Problem details:
Every line of the data that includes "failed" should be copied out.
Segment Start: Listed records
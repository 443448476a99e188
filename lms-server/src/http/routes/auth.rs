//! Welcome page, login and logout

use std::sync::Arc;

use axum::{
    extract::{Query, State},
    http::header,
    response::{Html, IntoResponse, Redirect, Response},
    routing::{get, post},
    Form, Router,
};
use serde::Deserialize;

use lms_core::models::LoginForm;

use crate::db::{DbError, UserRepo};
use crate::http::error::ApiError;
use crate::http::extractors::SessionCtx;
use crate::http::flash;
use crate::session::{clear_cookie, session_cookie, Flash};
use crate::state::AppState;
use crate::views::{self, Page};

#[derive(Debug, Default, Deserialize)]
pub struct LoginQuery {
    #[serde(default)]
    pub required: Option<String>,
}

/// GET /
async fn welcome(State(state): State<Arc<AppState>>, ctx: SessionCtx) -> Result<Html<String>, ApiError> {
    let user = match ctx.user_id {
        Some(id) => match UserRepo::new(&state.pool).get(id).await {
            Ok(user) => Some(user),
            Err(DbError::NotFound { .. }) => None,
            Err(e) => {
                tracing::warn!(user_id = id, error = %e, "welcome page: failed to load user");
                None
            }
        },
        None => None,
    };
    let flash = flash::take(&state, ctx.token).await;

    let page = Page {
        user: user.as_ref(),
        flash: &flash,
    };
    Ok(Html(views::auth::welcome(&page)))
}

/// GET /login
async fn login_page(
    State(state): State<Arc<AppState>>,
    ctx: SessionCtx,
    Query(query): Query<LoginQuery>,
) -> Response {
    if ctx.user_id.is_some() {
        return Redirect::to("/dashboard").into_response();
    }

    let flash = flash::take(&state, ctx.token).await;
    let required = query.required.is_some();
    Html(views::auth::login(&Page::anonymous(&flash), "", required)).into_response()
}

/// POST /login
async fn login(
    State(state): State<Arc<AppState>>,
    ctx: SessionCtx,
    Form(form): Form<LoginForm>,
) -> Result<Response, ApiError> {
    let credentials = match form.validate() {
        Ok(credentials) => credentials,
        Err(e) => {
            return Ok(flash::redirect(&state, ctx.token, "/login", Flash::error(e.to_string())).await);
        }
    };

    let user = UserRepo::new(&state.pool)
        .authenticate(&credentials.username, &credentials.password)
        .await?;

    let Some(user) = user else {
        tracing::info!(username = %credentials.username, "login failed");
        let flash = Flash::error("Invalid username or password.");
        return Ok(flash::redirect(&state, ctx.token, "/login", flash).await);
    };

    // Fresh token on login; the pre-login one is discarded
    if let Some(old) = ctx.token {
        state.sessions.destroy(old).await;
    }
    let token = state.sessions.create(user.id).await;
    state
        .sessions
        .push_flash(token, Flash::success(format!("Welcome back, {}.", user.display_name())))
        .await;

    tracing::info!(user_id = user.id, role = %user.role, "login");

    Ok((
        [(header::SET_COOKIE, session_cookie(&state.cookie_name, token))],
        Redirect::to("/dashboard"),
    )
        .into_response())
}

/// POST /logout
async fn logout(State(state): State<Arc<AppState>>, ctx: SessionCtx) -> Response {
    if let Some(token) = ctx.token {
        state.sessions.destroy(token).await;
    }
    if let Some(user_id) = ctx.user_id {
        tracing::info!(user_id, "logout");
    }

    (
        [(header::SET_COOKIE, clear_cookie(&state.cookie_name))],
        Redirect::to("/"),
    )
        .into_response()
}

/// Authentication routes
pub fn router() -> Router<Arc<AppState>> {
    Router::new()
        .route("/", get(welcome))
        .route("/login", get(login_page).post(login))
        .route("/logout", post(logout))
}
Segment End: Listed records
Exercise solution:
                tracing::warn!(user_id = id, error = %e, "welcome page: failed to load user");
        tracing::info!(username = %credentials.username, "login failed");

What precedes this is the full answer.